Dataset items -
######

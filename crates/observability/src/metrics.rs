//! Prometheus metrics infrastructure
//!
//! This module provides the Prometheus exporter and the ledger metric set
//! recorded by matching, settlement and the lifecycle batches.

use metrics::{counter, gauge, histogram, Counter, Gauge, Histogram};
use metrics_exporter_prometheus::PrometheusBuilder;
use std::net::SocketAddr;
use std::time::Duration;

/// Initialize the Prometheus metrics exporter
///
/// This starts an HTTP server on the specified port that exposes metrics
/// at the `/metrics` endpoint.
///
/// # Example
///
/// ```ignore
/// observability::metrics::init_metrics(9090)?;
/// // Metrics available at http://localhost:9090/metrics
/// ```
pub fn init_metrics(port: u16) -> anyhow::Result<()> {
    let addr: SocketAddr = format!("0.0.0.0:{}", port).parse()?;

    PrometheusBuilder::new()
        .with_http_listener(addr)
        .install()?;

    tracing::info!(%addr, "Metrics server listening");
    Ok(())
}

/// Ledger metrics
///
/// Without an installed recorder every call is a no-op, so the handles
/// are safe to use in tests.
///
/// # Metrics
///
/// * `ledger_fills_total` - Settled fills
/// * `ledger_filled_quantity_total` - Units moved by settled fills
/// * `ledger_fill_notional` - Notional value per fill
/// * `ledger_self_trades_skipped_total` - Pairings skipped as self-trades
/// * `ledger_orders_total{event}` - Submitted/admitted/deferred/expired/cancelled orders
/// * `ledger_orders_rejected_total{reason}` - Rejected submissions and cancellations
/// * `ledger_batch_failures_total{batch}` - Orders whose batch step failed
/// * `ledger_batch_duration_seconds{batch}` - Batch wall time
/// * `ledger_last_batch_examined{batch}` - Orders looked at by the last batch
#[derive(Clone)]
pub struct LedgerMetrics {
    fills_total: Counter,
    filled_quantity_total: Counter,
    fill_notional: Histogram,
    self_trades_skipped: Counter,
    orders_by_event: fn(&'static str) -> Counter,
    rejections_by_reason: fn(&'static str) -> Counter,
    batch_failures: fn(&'static str) -> Counter,
    batch_duration: fn(&'static str) -> Histogram,
    batch_examined: fn(&'static str) -> Gauge,
}

impl LedgerMetrics {
    pub fn new() -> Self {
        Self {
            fills_total: counter!("ledger_fills_total"),
            filled_quantity_total: counter!("ledger_filled_quantity_total"),
            fill_notional: histogram!("ledger_fill_notional"),
            self_trades_skipped: counter!("ledger_self_trades_skipped_total"),
            orders_by_event: |event| counter!("ledger_orders_total", "event" => event),
            rejections_by_reason: |reason| {
                counter!("ledger_orders_rejected_total", "reason" => reason)
            },
            batch_failures: |batch| counter!("ledger_batch_failures_total", "batch" => batch),
            batch_duration: |batch| {
                histogram!("ledger_batch_duration_seconds", "batch" => batch)
            },
            batch_examined: |batch| gauge!("ledger_last_batch_examined", "batch" => batch),
        }
    }

    /// Record one settled fill
    pub fn record_fill(&self, quantity: u32, notional: f64) {
        self.fills_total.increment(1);
        self.filled_quantity_total.increment(u64::from(quantity));
        self.fill_notional.record(notional);
    }

    pub fn record_self_trade(&self) {
        self.self_trades_skipped.increment(1);
    }

    /// Count orders reaching a lifecycle event ("submitted", "admitted", ...)
    pub fn record_orders(&self, event: &'static str, count: u64) {
        if count > 0 {
            (self.orders_by_event)(event).increment(count);
        }
    }

    pub fn record_rejection(&self, reason: &'static str) {
        (self.rejections_by_reason)(reason).increment(1);
    }

    /// Record a finished batch run
    pub fn record_batch(&self, batch: &'static str, duration: Duration, examined: usize, failed: usize) {
        (self.batch_duration)(batch).record(duration.as_secs_f64());
        (self.batch_examined)(batch).set(examined as f64);
        if failed > 0 {
            (self.batch_failures)(batch).increment(failed as u64);
        }
    }
}

impl Default for LedgerMetrics {
    fn default() -> Self {
        Self::new()
    }
}

#[cfg(test)]
mod tests {
    use super::*;

    #[test]
    fn test_recording_without_recorder() {
        // No recorder installed: every call must be a silent no-op
        let metrics = LedgerMetrics::new();
        metrics.record_fill(200, 2900.0);
        metrics.record_self_trade();
        metrics.record_orders("admitted", 3);
        metrics.record_orders("deferred", 0);
        metrics.record_rejection("insufficient_funds");
        metrics.record_batch("expiry", Duration::from_millis(5), 4, 1);
    }
}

######

Problem to work on - Your answer should be a single number: the count of lines in the entries that contain "time".

Completed task - 2